Plädoyer für ein "zensiertes" Internet

Unfassbar, worüber in Deutschland diskutiert wird: Zwei Fälle, zwei Entscheidungen. Wobei es im ersten Fall nach zähen Verhandlungen und Streitereien immerhin eine Entscheidung gibt. Die Rede ist (bei Fall 1) von der Sperrung kinderpornografischer Seiten im Internet, zu der Familienministerin Ursula von der Leyen die Provider aufgefordert hat.
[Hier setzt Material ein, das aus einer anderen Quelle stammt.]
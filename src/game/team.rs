//! Teams and the session aggregate that owns them

use crate::error::{GameError, Result};

/// One competing team
#[derive(Debug, Clone, PartialEq, Eq)]
pub struct Team {
    index: usize,
    score: u32,
    active: bool,
}

impl Team {
    #[must_use]
    pub const fn new(index: usize) -> Self {
        Self {
            index,
            score: 0,
            active: false,
        }
    }

    #[inline]
    #[must_use]
    pub const fn index(&self) -> usize {
        self.index
    }

    #[inline]
    #[must_use]
    pub const fn score(&self) -> u32 {
        self.score
    }

    #[inline]
    #[must_use]
    pub const fn is_active(&self) -> bool {
        self.active
    }
}

/// All teams of one game session
///
/// Only the game controller mutates a session; front ends read it for display.
#[derive(Debug, Clone, PartialEq, Eq)]
pub struct GameSession {
    teams: Vec<Team>,
}

impl GameSession {
    /// Create `team_count` teams with zero score, none active
    ///
    /// # Errors
    /// Returns `GameError::NoTeams` if `team_count` is zero.
    pub fn new(team_count: usize) -> Result<Self> {
        if team_count == 0 {
            return Err(GameError::NoTeams);
        }
        Ok(Self {
            teams: (0..team_count).map(Team::new).collect(),
        })
    }

    #[must_use]
    pub fn teams(&self) -> &[Team] {
        &self.teams
    }

    #[must_use]
    pub fn len(&self) -> usize {
        self.teams.len()
    }

    /// Never true: a session always has at least one team
    #[must_use]
    pub fn is_empty(&self) -> bool {
        self.teams.is_empty()
    }

    /// The currently active team, if any
    #[must_use]
    pub fn active(&self) -> Option<&Team> {
        self.teams.iter().find(|team| team.active)
    }

    /// Team following `index` in round-robin order
    #[must_use]
    pub fn next_index(&self, index: usize) -> usize {
        (index + 1) % self.teams.len()
    }

    /// Make `index` the only active team
    pub(crate) fn activate(&mut self, index: usize) {
        for team in &mut self.teams {
            team.active = team.index == index;
        }
    }

    pub(crate) fn deactivate(&mut self, index: usize) {
        if let Some(team) = self.teams.get_mut(index) {
            team.active = false;
        }
    }

    /// Add points to a team, returning its new score
    pub(crate) fn award(&mut self, index: usize, points: u32) -> u32 {
        self.teams.get_mut(index).map_or(0, |team| {
            team.score = team.score.saturating_add(points);
            team.score
        })
    }
}
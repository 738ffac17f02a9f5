//! Secret word selection
//!
//! Words are grouped into buckets by length. Each draw removes the word from
//! its bucket, so a word is used at most once per game session.

use crate::core::SecretWord;
use crate::error::{GameError, Result};
use rand::rngs::StdRng;
use rand::{Rng, SeedableRng};
use std::collections::{BTreeMap, BTreeSet};
use tracing::{debug, warn};

/// Supplier of secret words for new rounds
pub trait WordSource {
    /// Draw a fresh secret word
    ///
    /// Only word lengths with at least `team_count` words left are eligible,
    /// so every team can get a word of the same length.
    ///
    /// # Errors
    /// Returns `GameError::ExhaustedDictionary` if no length qualifies.
    fn select_word(&mut self, team_count: usize) -> Result<SecretWord>;
}

/// Length-bucketed word pool with seedable randomness
#[derive(Debug, Clone)]
pub struct Dictionary {
    buckets: BTreeMap<usize, BTreeSet<String>>,
    rng: StdRng,
}

impl Dictionary {
    /// Build a dictionary from raw words, seeded from the OS
    pub fn new<I, S>(words: I) -> Self
    where
        I: IntoIterator<Item = S>,
        S: AsRef<str>,
    {
        Self::with_rng(words, StdRng::from_os_rng())
    }

    /// Build a dictionary with a fixed seed (reproducible draws)
    pub fn seeded<I, S>(words: I, seed: u64) -> Self
    where
        I: IntoIterator<Item = S>,
        S: AsRef<str>,
    {
        Self::with_rng(words, StdRng::seed_from_u64(seed))
    }

    fn with_rng<I, S>(words: I, rng: StdRng) -> Self
    where
        I: IntoIterator<Item = S>,
        S: AsRef<str>,
    {
        let mut dictionary = Self {
            buckets: BTreeMap::new(),
            rng,
        };
        for word in words {
            dictionary.insert(word.as_ref());
        }
        dictionary
    }

    /// Add a word, normalizing it first
    ///
    /// Returns false if the word is invalid or already present.
    pub fn insert(&mut self, raw: &str) -> bool {
        match SecretWord::new(raw) {
            Ok(word) => self
                .buckets
                .entry(word.len())
                .or_default()
                .insert(word.text().to_string()),
            Err(e) => {
                warn!(word = raw, error = %e, "Skipping dictionary entry");
                false
            }
        }
    }

    /// Total number of words left across all buckets
    #[must_use]
    pub fn remaining(&self) -> usize {
        self.buckets.values().map(BTreeSet::len).sum()
    }

    /// Word lengths that currently have at least `team_count` words
    #[must_use]
    pub fn qualifying_lengths(&self, team_count: usize) -> Vec<usize> {
        self.buckets
            .iter()
            .filter(|(_, words)| !words.is_empty() && words.len() >= team_count)
            .map(|(&length, _)| length)
            .collect()
    }
}

impl WordSource for Dictionary {
    fn select_word(&mut self, team_count: usize) -> Result<SecretWord> {
        let lengths = self.qualifying_lengths(team_count);
        if lengths.is_empty() {
            warn!(team_count, remaining = self.remaining(), "Dictionary exhausted");
            return Err(GameError::ExhaustedDictionary { team_count });
        }

        let length = lengths[self.rng.random_range(0..lengths.len())];
        let bucket = self
            .buckets
            .get_mut(&length)
            .ok_or(GameError::ExhaustedDictionary { team_count })?;

        let index = self.rng.random_range(0..bucket.len());
        let text = bucket
            .iter()
            .nth(index)
            .cloned()
            .ok_or(GameError::ExhaustedDictionary { team_count })?;
        bucket.remove(&text);

        debug!(length, left_in_bucket = bucket.len(), "Selected secret word");
        Ok(SecretWord::new(text)?)
    }
}

#[cfg(test)]
mod tests {
    use super::*;
    use std::collections::HashSet;

    const WORDS: &[&str] = &[
        "lutins", "pastis", "jungle", "dentel", "python", "souple", "buffet", "complet",
        "hauteur", "calibre", "pipeline", "remorquer",
    ];

    #[test]
    fn dictionary_buckets_by_length() {
        let dictionary = Dictionary::seeded(WORDS, 1);

        assert_eq!(dictionary.remaining(), 12);
        // Seven six-letter words, three of seven letters, one each of eight and nine
        assert_eq!(dictionary.qualifying_lengths(7), vec![6]);
        assert_eq!(dictionary.qualifying_lengths(2), vec![6, 7]);
        assert_eq!(dictionary.qualifying_lengths(8), Vec::<usize>::new());
    }

    #[test]
    fn dictionary_normalizes_and_dedupes() {
        let mut dictionary = Dictionary::seeded(["château", "CHATEAU", "chateau"], 1);
        assert_eq!(dictionary.remaining(), 1);

        assert!(!dictionary.insert("pas valide"));
        assert!(dictionary.insert("fenêtre"));
        assert_eq!(dictionary.remaining(), 2);
        assert_eq!(dictionary.qualifying_lengths(2), vec![7]);
    }

    #[test]
    fn qualifying_lengths_respect_team_count() {
        let dictionary = Dictionary::seeded(WORDS, 1);

        assert_eq!(dictionary.qualifying_lengths(1), vec![6, 7, 8, 9]);
        assert_eq!(dictionary.qualifying_lengths(3), vec![6, 7]);
        assert_eq!(dictionary.qualifying_lengths(4), vec![6]);
        assert!(dictionary.qualifying_lengths(8).is_empty());
    }

    #[test]
    fn select_word_never_repeats() {
        let mut dictionary = Dictionary::seeded(WORDS, 7);
        let mut seen = HashSet::new();

        for _ in 0..WORDS.len() {
            let word = dictionary.select_word(1).unwrap();
            assert!(seen.insert(word.text().to_string()), "repeated {word}");
        }

        assert_eq!(dictionary.remaining(), 0);
        assert_eq!(
            dictionary.select_word(1),
            Err(GameError::ExhaustedDictionary { team_count: 1 })
        );
    }

    #[test]
    fn select_word_only_from_qualifying_buckets() {
        let mut dictionary = Dictionary::seeded(WORDS, 3);

        // With 3 teams only lengths 6 and 7 qualify at first
        let word = dictionary.select_word(3).unwrap();
        assert!(matches!(word.len(), 6 | 7), "unexpected length {}", word.len());
    }

    #[test]
    fn select_word_exhausts_when_buckets_too_small() {
        let mut dictionary = Dictionary::seeded(["lutins", "pastis", "complet"], 1);

        assert_eq!(dictionary.select_word(2).unwrap().len(), 6);
        // One six-letter word left: not enough for two teams
        assert_eq!(
            dictionary.select_word(2),
            Err(GameError::ExhaustedDictionary { team_count: 2 })
        );
        // The state is unchanged by the failed draw
        assert_eq!(dictionary.remaining(), 2);
    }

    #[test]
    fn seeded_dictionaries_draw_identically() {
        let mut a = Dictionary::seeded(WORDS, 42);
        let mut b = Dictionary::seeded(WORDS, 42);

        for _ in 0..5 {
            assert_eq!(a.select_word(2).unwrap(), b.select_word(2).unwrap());
        }
    }

    #[test]
    fn empty_dictionary_is_exhausted() {
        let mut dictionary = Dictionary::seeded(Vec::<String>::new(), 0);
        assert!(matches!(
            dictionary.select_word(1),
            Err(GameError::ExhaustedDictionary { .. })
        ));
    }
}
Die größten deutschen Internetanbieter, darunter die Telekom, Arcor und Alice haben bereits zugestimmt, den Zugriff auf einschlägige Seiten zu blockieren und dem Surfer (der sicher nicht zufällig auf diese Seiten „gerät“) ein Stopp-Schild vor Augen – oder besser vor den Kopf – zu knallen. Nicht nur ist es unfassbar, dass Datenschützer, allen voran ausgerechnet Bundesjustizministerin Brigitte Zypries einen „Grundrechtseingriff in die Informationsfreiheit“ in den Verträgen sehen und damit potentielle Täter in Schutz nehmen wollen, getreu dem Motto: Datenschutz ist Täterschutz! Es ist genau so unbegreiflich, dass eine Sperrung eindeutig illegaler und nicht beschreibbarer Seiten, von denen oftmals bekannt ist, nicht nur dass es sie gibt, sondern auch wo es sie gibt, überhaupt erst jetzt in Erwägung gezogen wurde. Als wäre das nicht schon weltfremd genug, streitet man allen Ernstes darüber, dass auch legale Seiten ins Sperr-Raster fallen könnten. Die Verantwortung wird schnell und einfach dem BKA überlassen, das ohnehin am liebsten alles sperren würde, was mit nackten Tatsachen zu tun hat. Oder wollen sie doch eher alles „offen“ lassen, damit pädophile Surfer überführt werden können? Es wäre ihr gutes Recht, wobei die Strategie natürlich bedenklich wäre, weil immer noch die wenigsten Täter gefasst werden. Nichtsdestotrotz ist die Sperrung erstmal beschlossen, die gesetzliche Verankerung muss folgen. Von der Leyen hat hart gekämpft. Eine Wahlkampftaktik wollen wir ihr in diesem Fall nicht unterstellen, auch wenn es natürlich solch brisante Themen sind, die im Wählergedächtnis haften bleiben. Wenn es Datenschützer und Demonstranten Zensur nennen, dass Kinderpornografie „gestoppt“ wird, oder legale Seiten in Mitleidenschaft gezogen werden könnten – zur Erinnerung: Es gibt Millionen weitere legale Pornoseiten – dann gehört das Internet zensiert!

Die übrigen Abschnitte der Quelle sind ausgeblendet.